I'm going to try taking the right aid out this weekend and seeing if 2 days will do anything - allowing a scratch to heal, or something like that. If not I'll be heading back to my audiologist. At least he's got good magazines and has Planet Earth playing in the waiting room!

Monday, November 2, 2009

Video Games, Subtitles, and Tekken 6


Yesterday I finally got the chance to sit down with Scotty and play our new copy of Tekken 6. I had never actually played any of the other Tekken games, since I tend to like fighting games that use weapons (like the Soul Calibur series) more, but I found I really enjoyed Tekken for its beautiful graphics, smooth gameplay and controls that actually make sense for controlling a fighter on screen.

It also has an interesting way of doing subtitles that I like - not all of the characters speak English, so the game has a few options for subtitling. The player can either have all subtitles off, have subtitles on only when the dialogue is not in English or have all subtitles on. The latter is, of course, what I've left on, but originally playing we didn't realize it was an option. It's a good way of handling subtitling in the game, and staying true to the game's characters at the same time. However, it does highlight one fact about the game industry right now - there's simply no standard for subtitles, not between developers nor even between games.

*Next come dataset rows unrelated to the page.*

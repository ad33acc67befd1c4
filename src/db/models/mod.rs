pub mod account;
pub mod session;

pub use account::{NewAccount, StoredAccount};
pub use session::Session;
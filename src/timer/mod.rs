pub mod commands;
pub mod controller;
pub mod snapshot;
pub mod state;

pub use controller::{NoopEvents, TimerController, TimerEvents, TimerView};
pub use snapshot::{
    FileSnapshotStore, MemorySnapshotStore, PersistedSnapshot, SnapshotStore, TIMER_SNAPSHOT_KEY,
};
pub use state::{format_clock, ActiveTimer, FocusContext, TimerMode, TimerState, TimerStatus};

Most games do have subtitles. In some games like Katamari Damacy, they're the only way the player is given any information. Other games subtitle at least the game's cinematics, but not the actual in-game action. Some games subtitle every tiny bit of dialogue but none of the other sounds in the game. And some are very, very meticulous. It basically all boils down to the philosophy of those developing the game, the amount of time they have to spend on it and the amount of money they have to devote to it. When, according to this article on Gamasutra, an extremely conservative number of video game players who are deaf would be around 4 million. That's not an audience developers will be able to afford ignoring for much longer.

Ideally, I think, subtitles would be handled in the same way that you'll see the CC symbol on the back of DVD cases, or the subtitling information. Nintendo, Sony, and Microsoft all devote the back of their game cases to important information like the number of players, the game's rating, required hard disk space and other information. All of that information could potentially lose them customers, but it's providing valuable facts to possible consumers. Why not add in some information about the subtitles? Heck, for retail situations where you can read the manual, as you can at Gamestop, why not put that information on a page in the manual? I can tell you I absolutely hate buying a game and finding out I basically cannot play it because of the lack of subtitles.

For example, I will not buy Assassin's Creed because I was lucky enough to learn before buying that it doesn't have subtitles and even for hearing people the gameplay is severely hindered. Too bad, because that's a game I really was interested in. (While poking around for more information on Assassin's Creed and Ubisoft's justification for dropping subtitles, I did find this press release from 2008 detailing Ubisoft's plans to include subtitles on all their currently in-house games at that time. That led to the awesome subtitles I really loved in Prince of Persia. It's nice to see a company take that initiative.) Of course, the problem is that all too often customers buy the game and get home only to realize it is unplayable.

Subtitles on games should be a standard, and the information about subtitles should be right there on the box.